Saved data entries:
▼▼▼
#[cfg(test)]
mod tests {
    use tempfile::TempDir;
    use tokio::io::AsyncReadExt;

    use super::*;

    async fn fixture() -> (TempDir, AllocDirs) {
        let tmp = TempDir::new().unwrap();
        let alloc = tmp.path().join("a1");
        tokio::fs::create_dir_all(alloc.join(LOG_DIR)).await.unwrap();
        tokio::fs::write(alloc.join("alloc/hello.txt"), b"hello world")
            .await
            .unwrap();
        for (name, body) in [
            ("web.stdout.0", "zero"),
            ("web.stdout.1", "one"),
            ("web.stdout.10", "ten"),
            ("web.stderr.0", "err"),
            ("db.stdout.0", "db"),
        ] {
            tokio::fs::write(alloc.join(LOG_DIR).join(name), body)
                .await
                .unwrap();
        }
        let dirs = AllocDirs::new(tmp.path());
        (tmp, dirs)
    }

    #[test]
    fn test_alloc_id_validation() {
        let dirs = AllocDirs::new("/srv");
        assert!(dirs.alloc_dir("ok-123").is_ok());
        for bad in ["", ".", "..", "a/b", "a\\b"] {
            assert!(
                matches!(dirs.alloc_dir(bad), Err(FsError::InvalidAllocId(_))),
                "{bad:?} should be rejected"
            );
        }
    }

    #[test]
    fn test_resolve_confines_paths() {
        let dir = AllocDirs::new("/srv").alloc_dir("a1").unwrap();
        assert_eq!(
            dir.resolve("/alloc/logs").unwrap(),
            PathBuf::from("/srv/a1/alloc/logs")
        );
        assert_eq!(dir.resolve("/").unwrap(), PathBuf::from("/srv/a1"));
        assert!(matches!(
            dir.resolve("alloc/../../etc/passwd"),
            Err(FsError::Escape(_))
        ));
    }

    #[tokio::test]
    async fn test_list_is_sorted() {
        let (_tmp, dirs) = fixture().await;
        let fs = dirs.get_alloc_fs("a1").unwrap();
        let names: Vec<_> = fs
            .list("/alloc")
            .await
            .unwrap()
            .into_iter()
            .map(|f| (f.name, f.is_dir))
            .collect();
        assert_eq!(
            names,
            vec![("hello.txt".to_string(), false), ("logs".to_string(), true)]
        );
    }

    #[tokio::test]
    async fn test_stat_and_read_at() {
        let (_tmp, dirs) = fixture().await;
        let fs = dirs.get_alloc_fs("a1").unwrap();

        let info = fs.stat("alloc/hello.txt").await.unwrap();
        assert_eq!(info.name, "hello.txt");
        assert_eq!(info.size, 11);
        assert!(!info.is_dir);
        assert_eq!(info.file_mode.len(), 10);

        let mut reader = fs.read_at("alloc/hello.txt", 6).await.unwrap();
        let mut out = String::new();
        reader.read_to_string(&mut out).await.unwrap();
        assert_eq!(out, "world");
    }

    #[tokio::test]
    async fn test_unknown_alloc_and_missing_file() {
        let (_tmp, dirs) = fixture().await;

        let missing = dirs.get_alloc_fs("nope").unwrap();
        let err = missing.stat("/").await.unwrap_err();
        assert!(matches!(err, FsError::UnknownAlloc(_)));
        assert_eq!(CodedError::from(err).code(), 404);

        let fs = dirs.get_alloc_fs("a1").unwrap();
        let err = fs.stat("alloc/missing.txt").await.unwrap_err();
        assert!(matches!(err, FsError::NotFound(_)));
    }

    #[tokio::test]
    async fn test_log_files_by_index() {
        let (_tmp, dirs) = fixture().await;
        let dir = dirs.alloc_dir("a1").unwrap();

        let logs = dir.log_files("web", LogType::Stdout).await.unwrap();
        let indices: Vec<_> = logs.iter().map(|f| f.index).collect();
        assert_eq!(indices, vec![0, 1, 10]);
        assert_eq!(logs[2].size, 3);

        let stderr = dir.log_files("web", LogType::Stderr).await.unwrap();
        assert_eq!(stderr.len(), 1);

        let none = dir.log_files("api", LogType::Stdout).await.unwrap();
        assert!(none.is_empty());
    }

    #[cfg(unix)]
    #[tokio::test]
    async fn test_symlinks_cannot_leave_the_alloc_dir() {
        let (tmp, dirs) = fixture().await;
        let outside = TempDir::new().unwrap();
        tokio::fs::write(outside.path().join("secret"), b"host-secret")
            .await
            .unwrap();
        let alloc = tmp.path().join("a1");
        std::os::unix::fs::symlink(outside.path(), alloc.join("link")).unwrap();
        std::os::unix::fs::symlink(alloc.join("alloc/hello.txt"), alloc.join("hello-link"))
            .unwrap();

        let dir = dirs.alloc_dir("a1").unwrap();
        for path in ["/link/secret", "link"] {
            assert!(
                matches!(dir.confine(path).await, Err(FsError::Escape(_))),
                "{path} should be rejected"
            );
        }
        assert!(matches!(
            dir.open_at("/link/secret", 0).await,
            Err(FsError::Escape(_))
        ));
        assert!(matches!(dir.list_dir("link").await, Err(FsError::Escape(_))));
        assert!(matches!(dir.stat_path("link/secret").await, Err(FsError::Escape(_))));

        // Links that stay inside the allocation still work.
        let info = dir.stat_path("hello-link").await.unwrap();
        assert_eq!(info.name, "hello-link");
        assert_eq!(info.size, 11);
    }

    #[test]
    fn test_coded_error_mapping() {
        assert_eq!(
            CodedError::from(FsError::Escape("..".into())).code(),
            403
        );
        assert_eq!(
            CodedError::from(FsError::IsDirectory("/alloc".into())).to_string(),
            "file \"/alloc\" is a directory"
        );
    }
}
▲▲▲
▶ _PROBLEM_: Across all the records above, find each line with "logs" in it and copy it.

▶ _ANSWER TO THIS PROBLEM_:
            dir.resolve("/alloc/logs").unwrap(),
            PathBuf::from("/srv/a1/alloc/logs")
            vec![("hello.txt".to_string(), false), ("logs".to_string(), true)]
        let logs = dir.log_files("web", LogType::Stdout).await.unwrap();
        let indices: Vec<_> = logs.iter().map(|f| f.index).collect();
        assert_eq!(logs[2].size, 3);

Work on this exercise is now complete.